EXERCISE INSTRUCTIONS -
Using the records below, please work out how many lines contain "operation"; answer with the number alone.
═══ DATA EXTRACTS
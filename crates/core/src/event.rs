// SPDX-License-Identifier: BUSL-1.1
// Copyright (c) 2026 Alfred Jean LLC

//! Events: state transitions represented as data.
//!
//! Grounded on the teacher's `core/src/effect.rs` sibling pattern and the
//! event-application discipline of `daemon/src/storage/state/mod.rs`
//! (`MaterializedState::apply_event`): every mutation to an agent or host
//! descriptor is first expressed as an `Event`, then applied by
//! `fm-storage` to produce the next descriptor. Unknown `type` tags
//! deserialize to `Custom` for forward compatibility across daemon versions.

use serde::{Deserialize, Serialize};

use crate::agent::AgentId;
use crate::error::ErrorKind;
use crate::host::{HostId, SnapshotRef};
use crate::provision::{ProvisionRunId, StepKind, StepOutcome};

/// Events that trigger state transitions in the system.
///
/// Serializes with `{"type": "event:name", ...fields}` format.
#[derive(Debug, Clone, PartialEq, Serialize, Deserialize)]
#[serde(tag = "type")]
pub enum Event {
    // -- host --
    #[serde(rename = "host:created")]
    HostCreated { id: HostId },
    #[serde(rename = "host:starting")]
    HostStarting { id: HostId },
    #[serde(rename = "host:running")]
    HostRunning { id: HostId },
    #[serde(rename = "host:stopping")]
    HostStopping { id: HostId },
    #[serde(rename = "host:stopped")]
    HostStopped { id: HostId },
    #[serde(rename = "host:snapshotted")]
    HostSnapshotted { id: HostId, snapshot: SnapshotRef },
    #[serde(rename = "host:destroyed")]
    HostDestroyed { id: HostId },
    #[serde(rename = "host:failed")]
    HostFailed { id: HostId, reason: String },
    #[serde(rename = "host:lock_acquired")]
    HostLockAcquired { id: HostId, operation: String, holder: String },
    #[serde(rename = "host:lock_released")]
    HostLockReleased { id: HostId },

    // -- agent --
    #[serde(rename = "agent:created")]
    AgentCreated { id: AgentId, host_id: HostId, name: String },
    #[serde(rename = "agent:provisioning_step")]
    AgentProvisioningStep { id: AgentId, run: ProvisionRunId, index: usize, outcome: StepOutcome },
    #[serde(rename = "agent:provisioning_failed")]
    AgentProvisioningFailed { id: AgentId, step: StepKind, reason: String },
    #[serde(rename = "agent:running")]
    AgentRunning { id: AgentId },
    #[serde(rename = "agent:stopped")]
    AgentStopped { id: AgentId },
    #[serde(rename = "agent:destroying")]
    AgentDestroying { id: AgentId },
    #[serde(rename = "agent:destroyed")]
    AgentDestroyed { id: AgentId },
    #[serde(rename = "agent:renamed")]
    AgentRenamed { id: AgentId, old_name: String, new_name: String },
    #[serde(rename = "agent:activity")]
    AgentActivity { id: AgentId, source: ActivitySource, at_epoch_ms: u64 },

    // -- session --
    #[serde(rename = "session:started")]
    SessionStarted { host_id: HostId, session: String },
    #[serde(rename = "session:killed")]
    SessionKilled { host_id: HostId, session: String },
    #[serde(rename = "session:renamed")]
    SessionRenamed { host_id: HostId, old: String, new: String },

    // -- transfer --
    #[serde(rename = "transfer:started")]
    TransferStarted { host_id: HostId, mode: String },
    #[serde(rename = "transfer:completed")]
    TransferCompleted { host_id: HostId, mode: String },
    #[serde(rename = "transfer:failed")]
    TransferFailed { host_id: HostId, mode: String, reason: String },

    // -- idle supervisor --
    #[serde(rename = "idle:fired")]
    IdleFired { host_id: HostId },

    // -- garbage collector --
    #[serde(rename = "gc:reclaimed")]
    GcReclaimed { category: String, reference: String },

    // -- system --
    #[serde(rename = "system:error")]
    SystemError { kind: ErrorKind, operation: String },
    #[serde(rename = "system:shutdown")]
    Shutdown,

    /// Catch-all for unknown event types (extensibility).
    #[serde(other, skip_serializing)]
    Custom,
}

/// Which activity source an [`Event::AgentActivity`] reports against,
/// mirroring §4.9's activity-file set.
#[derive(Debug, Clone, Copy, PartialEq, Eq, Serialize, Deserialize)]
#[serde(rename_all = "snake_case")]
pub enum ActivitySource {
    User,
    Agent,
    Ssh,
    Create,
    Boot,
}

impl Event {
    /// Short name for log spans, mirroring the `type` tag without the
    /// serde rename plumbing.
    pub fn name(&self) -> &'static str {
        match self {
            Event::HostCreated { .. } => "host:created",
            Event::HostStarting { .. } => "host:starting",
            Event::HostRunning { .. } => "host:running",
            Event::HostStopping { .. } => "host:stopping",
            Event::HostStopped { .. } => "host:stopped",
            Event::HostSnapshotted { .. } => "host:snapshotted",
            Event::HostDestroyed { .. } => "host:destroyed",
            Event::HostFailed { .. } => "host:failed",
            Event::HostLockAcquired { .. } => "host:lock_acquired",
            Event::HostLockReleased { .. } => "host:lock_released",
            Event::AgentCreated { .. } => "agent:created",
            Event::AgentProvisioningStep { .. } => "agent:provisioning_step",
            Event::AgentProvisioningFailed { .. } => "agent:provisioning_failed",
            Event::AgentRunning { .. } => "agent:running",
            Event::AgentStopped { .. } => "agent:stopped",
            Event::AgentDestroying { .. } => "agent:destroying",
            Event::AgentDestroyed { .. } => "agent:destroyed",
            Event::AgentRenamed { .. } => "agent:renamed",
            Event::AgentActivity { .. } => "agent:activity",
            Event::SessionStarted { .. } => "session:started",
            Event::SessionKilled { .. } => "session:killed",
            Event::SessionRenamed { .. } => "session:renamed",
            Event::TransferStarted { .. } => "transfer:started",
            Event::TransferCompleted { .. } => "transfer:completed",
            Event::TransferFailed { .. } => "transfer:failed",
            Event::IdleFired { .. } => "idle:fired",
            Event::GcReclaimed { .. } => "gc:reclaimed",
            Event::SystemError { .. } => "system:error",
            Event::Shutdown => "system:shutdown",
            Event::Custom => "custom",
        }
    }

    /// One-line summary for embedding inside an `Effect::Emit`-adjacent log
    /// field (grounded on the teacher's `log_summary` convention).
    pub fn log_summary(&self) -> String {
        match self {
            Event::AgentCreated { id, name, .. } => format!("agent:created id={id} name={name}"),
            Event::HostCreated { id } => format!("host:created id={id}"),
            other => other.name().to_string(),
        }
    }
}

#[cfg(test)]
#[path = "event_tests.rs"]
mod tests;
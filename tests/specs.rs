//! Behavioral specifications for the `fm` CLI.
//!
//! These tests are black-box: they invoke the `fm`/`fmd` binaries and
//! verify stdout, stderr, and exit codes against a real daemon.

#![allow(clippy::unwrap_used, clippy::expect_used, clippy::panic)]

#[path = "specs/prelude.rs"]
mod prelude;

// cli/
#[path = "specs/cli/help.rs"]
mod cli_help;
#[path = "specs/cli/output_formats.rs"]
mod cli_output_formats;

// fleet/
#[path = "specs/fleet/daemon_lifecycle.rs"]
mod fleet_daemon_lifecycle;
#[path = "specs/fleet/create_and_list.rs"]
mod fleet_create_and_list;
#[path = "specs/fleet/destroy.rs"]
mod fleet_destroy;
#[path = "specs/fleet/rename.rs"]
mod fleet_rename;
#[path = "specs/fleet/exec_and_message.rs"]
mod fleet_exec_and_message;
#[path = "specs/fleet/gc.rs"]
mod fleet_gc;

// config/
#[path = "specs/config/precedence.rs"]
mod config_precedence;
══════
RESULT -
2